===== Dataset =====

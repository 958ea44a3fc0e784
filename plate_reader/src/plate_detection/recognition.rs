use std::fs;
use std::path::Path;

use opencv::core::{Mat, Scalar, Size, Vector, CV_32F};
use opencv::dnn;
use opencv::dnn::blob_from_image;
use opencv::dnn::Net;
use opencv::dnn::DNN_BACKEND_CUDA;
use opencv::dnn::DNN_BACKEND_OPENCV;
use opencv::dnn::DNN_TARGET_CPU;
use opencv::dnn::DNN_TARGET_CUDA;
use opencv::imgproc::{cvt_color, COLOR_GRAY2BGR};
use opencv::prelude::*;
use tracing::{debug, info};

use super::detector::{detect_plates, PlatePredictor};
use super::segmentation::{segment_characters, Glyph};
use super::PlateCrop;
use crate::config::ReaderConfig;
use crate::error::{PlateError, Result};

/// Labels a single character image.
pub trait CharacterClassifier {
    fn classify(&mut self, glyph: &Glyph) -> Result<String>;
}

/// Reads one label per line, skipping blank lines.
pub fn load_labels(path: &Path) -> Result<Vec<String>> {
    let labels: Vec<String> = fs::read_to_string(path)?
        .lines()
        .map(str::trim)
        .filter(|line| !line.is_empty())
        .map(String::from)
        .collect();
    if labels.is_empty() {
        return Err(PlateError::Config(format!(
            "label file {} is empty",
            path.display()
        )));
    }
    Ok(labels)
}

/// Glyph classifier running an ONNX export through the OpenCV DNN module.
///
/// Glyphs are replicated to three channels and resized to the square
/// network input; the highest scoring output index picks the label.
pub struct DnnCharacterClassifier {
    net: Net,
    labels: Vec<String>,
    input_size: i32,
}

impl DnnCharacterClassifier {
    pub const INPUT_SIZE: i32 = 80;

    pub fn from_files(model: &Path, labels: &Path, use_gpu: bool) -> Result<Self> {
        let labels = load_labels(labels)?;
        let model = model
            .to_str()
            .ok_or_else(|| PlateError::Config(format!("model path {model:?} is not UTF-8")))?;
        let mut net = dnn::read_net_from_onnx(model)?;

        if use_gpu {
            net.set_preferable_backend(DNN_BACKEND_CUDA)?;
            net.set_preferable_target(DNN_TARGET_CUDA)?;
        } else {
            net.set_preferable_backend(DNN_BACKEND_OPENCV)?;
            net.set_preferable_target(DNN_TARGET_CPU)?;
        }
        info!(
            "loaded character classifier from {model} with {} labels",
            labels.len()
        );

        Ok(Self {
            net,
            labels,
            input_size: Self::INPUT_SIZE,
        })
    }
}

fn argmax(scores: &[f32]) -> Option<usize> {
    scores
        .iter()
        .enumerate()
        .max_by(|a, b| a.1.total_cmp(b.1))
        .map(|(idx, _)| idx)
}

impl CharacterClassifier for DnnCharacterClassifier {
    fn classify(&mut self, glyph: &Glyph) -> Result<String> {
        let mut bgr = Mat::default();
        cvt_color(&glyph.image, &mut bgr, COLOR_GRAY2BGR, 0)?;

        // The classifier was trained on raw 0-255 intensities.
        let blob = blob_from_image(
            &bgr,
            1.0,
            Size::new(self.input_size, self.input_size),
            Scalar::default(),
            false,
            false,
            CV_32F,
        )?;
        self.net.set_input(&blob, "", 1.0, Scalar::default())?;

        let output_names = self.net.get_unconnected_out_layers_names()?;
        let mut outputs = Vector::<Mat>::new();
        self.net.forward(&mut outputs, &output_names)?;
        let scores = outputs.get(0)?;

        let best = argmax(scores.data_typed::<f32>()?).ok_or_else(|| {
            PlateError::PredictorShapeMismatch {
                expected: format!("{} class scores", self.labels.len()),
                actual: "no scores".to_string(),
            }
        })?;
        self.labels
            .get(best)
            .cloned()
            .ok_or_else(|| PlateError::PredictorShapeMismatch {
                expected: format!("{} class scores", self.labels.len()),
                actual: format!("class index {best}"),
            })
    }
}

unsafe impl Send for DnnCharacterClassifier {}
unsafe impl Sync for DnnCharacterClassifier {}

/// Concatenates the labels of `glyphs`, which must already be in reading
/// order.
pub fn classify_glyphs<C>(classifier: &mut C, glyphs: &[Glyph]) -> Result<String>
where
    C: CharacterClassifier + ?Sized,
{
    let mut text = String::new();
    for glyph in glyphs {
        text.push_str(&classifier.classify(glyph)?);
    }
    Ok(text)
}

#[derive(Debug, Clone)]
pub struct PlateReading {
    pub crop: PlateCrop,
    pub glyphs: Vec<Glyph>,
    pub text: String,
}

/// Detection, segmentation and classification behind one call.
pub struct PlateReader<P, C> {
    predictor: P,
    classifier: C,
    config: ReaderConfig,
}

impl<P: PlatePredictor, C: CharacterClassifier> PlateReader<P, C> {
    pub fn new(predictor: P, classifier: C, config: ReaderConfig) -> Self {
        Self {
            predictor,
            classifier,
            config,
        }
    }

    pub fn config(&self) -> &ReaderConfig {
        &self.config
    }

    /// Reads every plate in `image`, most confident first. An image without
    /// plates gives an empty vector.
    pub fn read(&mut self, image: &Mat) -> Result<Vec<PlateReading>> {
        let crops = match detect_plates(&mut self.predictor, image, &self.config.detection) {
            Ok(crops) => crops,
            Err(PlateError::NoPlateFound) => {
                debug!("no plate in {}x{} image", image.cols(), image.rows());
                return Ok(Vec::new());
            }
            Err(e) => return Err(e),
        };

        let mut readings = Vec::with_capacity(crops.len());
        for crop in crops {
            let glyphs = segment_characters(&crop.image, &self.config.segmentation)?;
            let text = classify_glyphs(&mut self.classifier, &glyphs)?;
            info!(
                "read {:?} from {:?} plate ({} glyphs)",
                text,
                crop.layout,
                glyphs.len()
            );
            readings.push(PlateReading { crop, glyphs, text });
        }
        Ok(readings)
    }
}

#[cfg(test)]
mod tests {
    use super::*;
    use opencv::core::{Rect, CV_8UC1};
    use std::io::Write;

    struct ByRank(Vec<&'static str>);

    impl CharacterClassifier for ByRank {
        fn classify(&mut self, glyph: &Glyph) -> Result<String> {
            Ok(self.0[glyph.rank].to_string())
        }
    }

    fn glyph(rank: usize) -> Glyph {
        Glyph {
            image: Mat::new_rows_cols_with_default(60, 30, CV_8UC1, Scalar::all(0.0)).unwrap(),
            bounds: Rect::new(rank as i32 * 40, 0, 30, 60),
            rank,
        }
    }

    #[test]
    fn labels_are_concatenated_in_order() {
        let mut classifier = ByRank(vec!["5", "1", "A"]);
        let glyphs: Vec<Glyph> = (0..3).map(glyph).collect();
        assert_eq!(classify_glyphs(&mut classifier, &glyphs).unwrap(), "51A");
        assert_eq!(classify_glyphs(&mut classifier, &[]).unwrap(), "");
    }

    #[test]
    fn argmax_picks_the_highest_score() {
        assert_eq!(argmax(&[0.1, 0.7, 0.2]), Some(1));
        assert_eq!(argmax(&[]), None);
    }

    #[test]
    fn label_file_skips_blank_lines() {
        let mut file = tempfile::NamedTempFile::new().unwrap();
        writeln!(file, "0\n1\n\n A \n").unwrap();
        assert_eq!(load_labels(file.path()).unwrap(), vec!["0", "1", "A"]);
    }

    #[test]
    fn empty_label_file_is_rejected() {
        let file = tempfile::NamedTempFile::new().unwrap();
        assert!(matches!(
            load_labels(file.path()),
            Err(PlateError::Config(_))
        ));
    }
}
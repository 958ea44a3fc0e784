use lazy_static::lazy_static;
use prometheus::{register_int_counter, Encoder, IntCounter, TextEncoder};

lazy_static! {
    pub static ref FRAMES_PROCESSED: IntCounter = register_int_counter!(
        "plate_frames_processed_total",
        "Frames that went through the plate reader"
    )
    .expect("metric registered twice");
    pub static ref PLATES_READ: IntCounter = register_int_counter!(
        "plate_plates_read_total",
        "Plates detected and rectified"
    )
    .expect("metric registered twice");
    pub static ref GLYPHS_CLASSIFIED: IntCounter = register_int_counter!(
        "plate_glyphs_classified_total",
        "Characters segmented and classified"
    )
    .expect("metric registered twice");
    pub static ref READER_FAILURES: IntCounter = register_int_counter!(
        "plate_reader_failures_total",
        "Frames the plate reader failed on"
    )
    .expect("metric registered twice");
}

/// Every registered metric in the prometheus text format.
pub fn render() -> anyhow::Result<String> {
    let mut buffer = Vec::new();
    TextEncoder::new().encode(&prometheus::gather(), &mut buffer)?;
    Ok(String::from_utf8(buffer)?)
}
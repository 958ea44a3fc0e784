use std::fs;
use std::path::Path;

use serde::{Deserialize, Serialize};

use crate::error::{PlateError, Result};

#[derive(Debug, Clone, Copy, PartialEq, Serialize, Deserialize)]
#[serde(default)]
pub struct ReconstructionConfig {
    /// Cells whose plate probability exceeds this become candidates.
    pub confidence_threshold: f32,
    /// Overlap above which a lower-confidence candidate is dropped.
    pub nms_iou_threshold: f64,
}

impl Default for ReconstructionConfig {
    fn default() -> Self {
        Self {
            confidence_threshold: 0.5,
            nms_iou_threshold: 0.1,
        }
    }
}

#[derive(Debug, Clone, Copy, PartialEq, Serialize, Deserialize)]
#[serde(default)]
pub struct DetectionConfig {
    /// Upper bound for the network-side length of the smaller image side.
    pub max_dimension: i32,
    /// Baseline for the smaller image side, scaled up by the aspect ratio.
    pub min_dimension: i32,
    #[serde(flatten)]
    pub reconstruction: ReconstructionConfig,
}

impl Default for DetectionConfig {
    fn default() -> Self {
        Self {
            max_dimension: 608,
            min_dimension: 256,
            reconstruction: ReconstructionConfig::default(),
        }
    }
}

#[derive(Debug, Clone, Copy, PartialEq, Serialize, Deserialize)]
#[serde(default)]
pub struct SegmentationConfig {
    /// Gaussian kernel side, must be odd.
    pub blur_kernel: i32,
    pub dilation_kernel: i32,
    /// Accepted height/width range of a character box.
    pub min_aspect: f64,
    pub max_aspect: f64,
    /// Minimum character height as a fraction of the plate height.
    pub min_height_fraction: f64,
    pub glyph_width: i32,
    pub glyph_height: i32,
}

impl Default for SegmentationConfig {
    fn default() -> Self {
        Self {
            blur_kernel: 7,
            dilation_kernel: 3,
            min_aspect: 1.0,
            max_aspect: 3.5,
            min_height_fraction: 0.5,
            glyph_width: 30,
            glyph_height: 60,
        }
    }
}

#[derive(Debug, Clone, Copy, PartialEq, Default, Serialize, Deserialize)]
#[serde(default)]
pub struct ReaderConfig {
    pub detection: DetectionConfig,
    pub segmentation: SegmentationConfig,
}

impl ReaderConfig {
    pub fn from_json_file(path: &Path) -> Result<Self> {
        let contents = fs::read_to_string(path)?;
        let config: ReaderConfig = serde_json::from_str(&contents).map_err(|e| {
            PlateError::Config(format!("failed to parse {}: {e}", path.display()))
        })?;
        config.validate()?;
        Ok(config)
    }

    pub fn validate(&self) -> Result<()> {
        self.detection.validate()?;
        self.segmentation.validate()
    }
}

impl ReconstructionConfig {
    pub fn validate(&self) -> Result<()> {
        if !(0.0..=1.0).contains(&self.confidence_threshold) {
            return Err(PlateError::Config(format!(
                "confidence_threshold must lie in [0, 1], got {}",
                self.confidence_threshold
            )));
        }
        if !(0.0..=1.0).contains(&self.nms_iou_threshold) {
            return Err(PlateError::Config(format!(
                "nms_iou_threshold must lie in [0, 1], got {}",
                self.nms_iou_threshold
            )));
        }
        Ok(())
    }
}

impl DetectionConfig {
    pub fn validate(&self) -> Result<()> {
        if self.min_dimension <= 0 || self.max_dimension <= 0 {
            return Err(PlateError::Config(format!(
                "dimensions must be positive, got min {} max {}",
                self.min_dimension, self.max_dimension
            )));
        }
        if self.min_dimension > self.max_dimension {
            return Err(PlateError::Config(format!(
                "min_dimension {} exceeds max_dimension {}",
                self.min_dimension, self.max_dimension
            )));
        }
        self.reconstruction.validate()
    }
}

impl SegmentationConfig {
    pub fn validate(&self) -> Result<()> {
        if self.blur_kernel <= 0 || self.blur_kernel % 2 == 0 {
            return Err(PlateError::Config(format!(
                "blur_kernel must be positive and odd, got {}",
                self.blur_kernel
            )));
        }
        if self.dilation_kernel <= 0 {
            return Err(PlateError::Config(format!(
                "dilation_kernel must be positive, got {}",
                self.dilation_kernel
            )));
        }
        if self.min_aspect > self.max_aspect {
            return Err(PlateError::Config(format!(
                "min_aspect {} exceeds max_aspect {}",
                self.min_aspect, self.max_aspect
            )));
        }
        if self.glyph_width <= 0 || self.glyph_height <= 0 {
            return Err(PlateError::Config(format!(
                "glyph size must be positive, got {}x{}",
                self.glyph_width, self.glyph_height
            )));
        }
        Ok(())
    }
}
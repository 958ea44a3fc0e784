use std::path::{Path, PathBuf};

use opencv::core::Size;
use opencv::imgproc::resize;
use opencv::imgproc::INTER_LINEAR;
use opencv::prelude::Mat;
use opencv::prelude::MatTraitConst;
use opencv::prelude::VideoCaptureTrait;
use opencv::prelude::VideoCaptureTraitConst;
use opencv::videoio::VideoCapture;
use opencv::videoio::CAP_ANY;
use rusted_pipe::channels::typed_write_channel::WriteChannel1;
use rusted_pipe::graph::processor::ProcessorWriter;
use rusted_pipe::graph::processor::SourceProcessor;
use rusted_pipe::DataVersion;
use rusted_pipe::RustedPipeError;
use tracing::{debug, error, info, warn};

use crate::utils::FpsLimiter;

/// Frames are scaled to this size before entering the graph.
pub const FRAME_SIZE: Size = Size {
    width: 640,
    height: 480,
};

fn open_video(path: &Path) -> anyhow::Result<VideoCapture> {
    let capture = VideoCapture::from_file(&path.to_string_lossy(), CAP_ANY)?;
    if !capture.is_opened()? {
        anyhow::bail!("cannot open video {}", path.display());
    }
    Ok(capture)
}

/// Source node decoding a video file at a fixed rate, optionally looping.
pub struct VideoReader {
    path: PathBuf,
    capture: VideoCapture,
    fps_limiter: FpsLimiter,
    do_loop: bool,
    frames: u64,
}

impl VideoReader {
    pub fn from_file(path: &Path, fps: usize, do_loop: bool) -> anyhow::Result<Self> {
        let capture = open_video(path)?;
        info!("reading {} at {fps} fps (loop: {do_loop})", path.display());
        Ok(Self {
            path: path.to_path_buf(),
            capture,
            fps_limiter: FpsLimiter::new(fps),
            do_loop,
            frames: 0,
        })
    }

    fn next_frame(&mut self) -> anyhow::Result<Option<Mat>> {
        let mut image = Mat::default();
        let grabbed = self.capture.read(&mut image)?;

        if !grabbed || image.empty() {
            if !self.do_loop {
                return Ok(None);
            }
            debug!("rewinding {}", self.path.display());
            self.capture = open_video(&self.path)?;
            if !self.capture.read(&mut image)? || image.empty() {
                warn!("{} has no frames", self.path.display());
                return Ok(None);
            }
        }

        let mut image_resized = Mat::default();
        resize(&image, &mut image_resized, FRAME_SIZE, 0.0, 0.0, INTER_LINEAR)?;
        Ok(Some(image_resized))
    }
}

impl SourceProcessor for VideoReader {
    type OUTPUT = WriteChannel1<Mat>;
    fn handle(&mut self, mut output: ProcessorWriter<Self::OUTPUT>) -> Result<(), RustedPipeError> {
        let image = match self.next_frame() {
            Ok(Some(image)) => image,
            Ok(None) => {
                info!("end of {} after {} frames", self.path.display(), self.frames);
                return Err(RustedPipeError::EndOfStream());
            }
            Err(e) => {
                error!("failed to decode {}: {e:#}", self.path.display());
                return Err(RustedPipeError::EndOfStream());
            }
        };

        let frame_ts = DataVersion::from_now();
        debug!("frame {} at {}", self.frames, frame_ts.timestamp_ns);
        if output.writer.c1().write(image, &frame_ts).is_err() {
            warn!("dropped frame {}", self.frames);
        }
        self.frames += 1;

        self.fps_limiter.wait();
        Ok(())
    }
}

unsafe impl Send for VideoReader {}
unsafe impl Sync for VideoReader {}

=====

Exercise objective: Once the line containing "use opencv::dnn::DNN_BACKEND_OPENCV;" has been retyped, stop. Begin at the first line of the material and reproduce every line up to it exactly.

Task response:
repository 958ea44a3fc0e784
filename plate_reader/src/plate_detection/recognition.rs
use std::fs;
use std::path::Path;

use opencv::core::{Mat, Scalar, Size, Vector, CV_32F};
use opencv::dnn;
use opencv::dnn::blob_from_image;
use opencv::dnn::Net;
use opencv::dnn::DNN_BACKEND_CUDA;
use opencv::dnn::DNN_BACKEND_OPENCV;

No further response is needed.